Nem todos os cartões tacográficos registam os 56 dias obrigatórios a partir de janeiro

A partir de 1º de janeiro de 2024, o regulamento do Pacote de mobilidade da União Europeia introduziram mudanças importantes no sector dos transportes rodoviários, afectando directamente a utilização e armazenamento de dados em tacógrafos. Embora estas medidas procurem reforçar o controlo sobre os tempos de condução e descanso, alguns condutores e transportadores enfrentam problemas de adaptação devido à insuficiência dos cartões tacográficos de primeira geração para registar os 56 dias obrigatórios.

Alterações ao Pacote de Mobilidade da União Europeia

O Pacote da Mobilidade, aprovado em 2020, estabelece medidas para combater dumping social e reduzir a deslocalização irregular de empresas.
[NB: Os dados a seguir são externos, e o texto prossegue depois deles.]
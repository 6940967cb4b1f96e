//! Prompt construction for the assistant pipeline: render the recent
//! conversation, detect explicit tone-change requests, and inject the
//! matching instruction block.

mod builder;
mod intent;

pub use builder::{build_prompt, ASSIST_SYSTEM_PROMPT};
pub use intent::is_tone_change_request;

#[cfg(test)]
mod tests;
//! The fixed five-group insights schema.

use serde::{Deserialize, Serialize};

#[derive(Serialize, Deserialize, Debug, Clone, PartialEq)]
pub struct ConversationDynamics {
    pub energy_balance: String,
    pub engagement_level: String,
}

#[derive(Serialize, Deserialize, Debug, Clone, PartialEq)]
pub struct ResponsePatterns {
    pub avg_response_time: String,
    pub words_per_message: i64,
    pub question_rate: String,
    pub emoji_usage: String,
}

#[derive(Serialize, Deserialize, Debug, Clone, PartialEq)]
pub struct TopicShare {
    pub topic: String,
    pub percentage: String,
}

#[derive(Serialize, Deserialize, Debug, Clone, PartialEq)]
pub struct ConversationTopics {
    pub topics: Vec<TopicShare>,
}

#[derive(Serialize, Deserialize, Debug, Clone, PartialEq)]
pub struct CommunicationStyle {
    pub style_points: Vec<String>,
}

#[derive(Serialize, Deserialize, Debug, Clone, PartialEq)]
pub struct ConversationTips {
    pub tips: Vec<String>,
}

/// Always-complete insights report. Like [`crate::tone::ToneProfile`],
/// construction starts from the default table, so a partial profile cannot
/// be observed.
#[derive(Serialize, Deserialize, Debug, Clone, PartialEq)]
pub struct StatsProfile {
    pub conversation_dynamics: ConversationDynamics,
    pub response_patterns: ResponsePatterns,
    pub conversation_topics: ConversationTopics,
    pub communication_style: CommunicationStyle,
    pub conversation_tips: ConversationTips,
}

impl StatsProfile {
    /// The one fixed default profile, returned verbatim on missing
    /// credentials, model failure, or an unparsable reply.
    pub fn fallback() -> Self {
        Self {
            conversation_dynamics: ConversationDynamics {
                energy_balance: "Medium".to_string(),
                engagement_level: "Medium".to_string(),
            },
            response_patterns: ResponsePatterns {
                avg_response_time: "5m".to_string(),
                words_per_message: 8,
                question_rate: "20%".to_string(),
                emoji_usage: "Medium".to_string(),
            },
            conversation_topics: ConversationTopics {
                topics: vec![TopicShare {
                    topic: "General Conversation".to_string(),
                    percentage: "100%".to_string(),
                }],
            },
            communication_style: CommunicationStyle {
                style_points: vec![
                    "Shows interest in conversation".to_string(),
                    "Responds to messages".to_string(),
                    "Maintains conversation flow".to_string(),
                    "Uses appropriate tone".to_string(),
                    "Engages in dialogue".to_string(),
                ],
            },
            conversation_tips: ConversationTips {
                tips: vec![
                    "Ask follow-up questions to show interest".to_string(),
                    "Share your own experiences when relevant".to_string(),
                    "Use emojis to match their energy level".to_string(),
                    "Be genuine and authentic in your responses".to_string(),
                    "Show appreciation for their messages".to_string(),
                ],
            },
        }
    }
}

impl Default for StatsProfile {
    fn default() -> Self {
        Self::fallback()
    }
}
//! Body cleanup: remove closing filler, headers, and extracted suggestions
//! from the raw model text.

use crate::curation::tables::{
    BODY_SKIP_PHRASES, CLOSING_FILLERS, EMPTY_BODY_PLACEHOLDER, SECTION_HEADERS,
};

/// Remove the fixed closing-filler sentences by literal replacement.
/// Idempotent: re-running on already-cleaned text is a no-op.
pub fn strip_closing_fillers(text: &str) -> String {
    let mut cleaned = text.to_string();
    for filler in CLOSING_FILLERS {
        cleaned = cleaned.replace(filler, "");
    }
    cleaned
}

/// Produce the advice body from the raw model text, with the already
/// extracted `suggestions` removed so nothing appears in both places.
///
/// Follows the same one-way section transition as the extractor: once a
/// suggestions header is seen, the remaining lines belong to the suggestion
/// stream and never to the body.
pub fn clean_body(raw_text: &str, suggestions: &[String]) -> String {
    let without_fillers = strip_closing_fillers(raw_text);

    let mut in_suggestions_section = false;
    let mut kept: Vec<&str> = Vec::new();

    for line in without_fillers.lines() {
        let line = line.trim();
        let lowered = line.to_lowercase();

        if SECTION_HEADERS.iter().any(|h| lowered.contains(h)) {
            in_suggestions_section = true;
            continue;
        }
        if in_suggestions_section || is_skippable(line, &lowered, suggestions) {
            continue;
        }
        kept.push(line);
    }

    let joined = kept.join("\n");
    let collapsed = match regex::Regex::new(r"\n\s*\n") {
        Ok(re) => re.replace_all(&joined, "\n").into_owned(),
        Err(_) => joined,
    };

    let body = collapsed.trim().to_string();
    if body.is_empty() {
        EMPTY_BODY_PLACEHOLDER.to_string()
    } else {
        body
    }
}

fn is_skippable(line: &str, lowered: &str, suggestions: &[String]) -> bool {
    if BODY_SKIP_PHRASES.iter().any(|p| lowered.contains(p)) {
        return true;
    }
    // Bulleted source lines still carry their markers, so containment
    // rather than equality decides whether a line restates a suggestion.
    suggestions
        .iter()
        .map(|s| s.trim())
        .filter(|s| !s.is_empty())
        .any(|s| line.contains(s))
}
Entre os destaques estão:

  • A extensão do registo de atividade do tacógrafo para 56 dias.
  • A obrigação de equipar tacógrafos inteligentes de segunda geração em veículos dedicados ao transporte internacional.

Estas regulamentações não foram implementadas simultaneamente, permitindo um período de transição para a adaptação do setor.
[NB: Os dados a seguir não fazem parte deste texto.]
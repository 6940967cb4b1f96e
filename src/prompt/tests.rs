use super::*;
use crate::tone::ToneProfile;
use crate::types::ChatMessage;

fn msg(text: &str, outgoing: bool) -> ChatMessage {
    ChatMessage {
        text: text.to_string(),
        timestamp: "2024-06-01T12:00:00Z".to_string(),
        is_outgoing: outgoing,
        sender: if outgoing { "me" } else { "them" }.to_string(),
    }
}

#[test]
fn test_tone_change_detection() {
    assert!(is_tone_change_request("can you make this sound more formal?"));
    assert!(is_tone_change_request("MAKE IT COOL"));
    assert!(!is_tone_change_request("what should I reply to her?"));
}

#[test]
fn test_tone_change_branch_quotes_request() {
    let query = "can you make this sound more formal?";
    let prompt = build_prompt(&[], query, &ToneProfile::neutral(), "summary");

    assert!(prompt.contains("requesting a specific tone/style change"));
    assert!(prompt.contains(&format!("User's request: \"{}\"", query)));
    // The full 30-field enumeration belongs to the other branch.
    assert!(!prompt.contains("COMMUNICATION BEHAVIORS:"));
}

#[test]
fn test_default_branch_enumerates_all_sections() {
    let prompt = build_prompt(
        &[],
        "what should I reply to her?",
        &ToneProfile::neutral(),
        "summary",
    );

    for section in [
        "COMMUNICATION METRICS:",
        "COMMUNICATION STYLE:",
        "LANGUAGE PATTERNS:",
        "SOCIAL AND BEHAVIORAL TRAITS:",
        "COMMUNICATION BEHAVIORS:",
        "PATTERNS AND PHRASES:",
    ] {
        assert!(prompt.contains(section), "missing section {section}");
    }
    assert!(prompt.contains("GENERATE SUGGESTIONS THAT MATCH THE USER'S STYLE:"));
}

#[test]
fn test_conversation_rendered_with_speaker_labels() {
    let messages = vec![msg("dinner on saturday?", false), msg("count me in", true)];
    let prompt = build_prompt(
        &messages,
        "what should I reply to her?",
        &ToneProfile::neutral(),
        "summary",
    );

    assert!(prompt.contains("Them: dinner on saturday?"));
    assert!(prompt.contains("You: count me in"));
}

#[test]
fn test_conversation_window_is_twenty_messages() {
    let messages: Vec<ChatMessage> = (0..25).map(|i| msg(&format!("m{i}"), true)).collect();
    let prompt = build_prompt(
        &messages,
        "what should I reply?",
        &ToneProfile::neutral(),
        "summary",
    );

    assert!(!prompt.contains("You: m4\n"));
    assert!(prompt.contains("You: m5\n"));
    assert!(prompt.contains("You: m24\n"));
}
Os novos regulamentos do tacógrafo e sua aplicação em 2024

A partir de janeiro, os motoristas devem enviar registros dos últimos 56 dias, o que representa uma mudança significativa em relação ao requisito anterior de 28 dias. Isto se aplica a tacógrafos analógicos e digitais:

  • Tacógrafo analógico: Os motoristas devem apresentar folhas de registro do dia atual e dos 56 dias anteriores, juntamente com quaisquer registros manuais ou documentos impressos.
  • Tacógrafo digital: Deverão ser apresentados cartão de condutor e registros manuais ou impressos dos últimos 56 dias.

No caso do transporte internacional, os veículos também deverão estar equipados com os novos tacógrafo inteligente de segunda geração, embora a imposição de sanções por incumprimento não se aplique até 1 de março.

Problemas com cartões tacográficos de primeira geração

Um dos desafios atuais é a capacidade dos cartões tacográficos de primeira geração para armazenar dados expandidos. De acordo com FENADISMER, estes cartões podem não ser suficientes devido ao maior volume de dados gerados pelos novos tacógrafos.

Recomendações para motoristas:

  1. Verifique se o cartão tacográfico atual tem capacidade para os 56 dias de registo.
  2. Solicite um cartão de segunda geração, se necessário.
  3. Registre dados manualmente usando tickets enquanto atualiza o cartão.

Recomendações para transportadores e motoristas

É crucial que os condutores estrangeiros que operam em Espanha verifiquem os seus cartões tacográficos emitidos noutros países da UE. Segundo o Ministério dos Transportes, os cartões emitidos em Espanha pela Moeda Nacional e Fábrica de Selos Reúnem a capacidade necessária para registar os 56 dias obrigatórios.

fonte: Informações baseadas no artigo da FENADISMER. Confira a notícia completa aqui.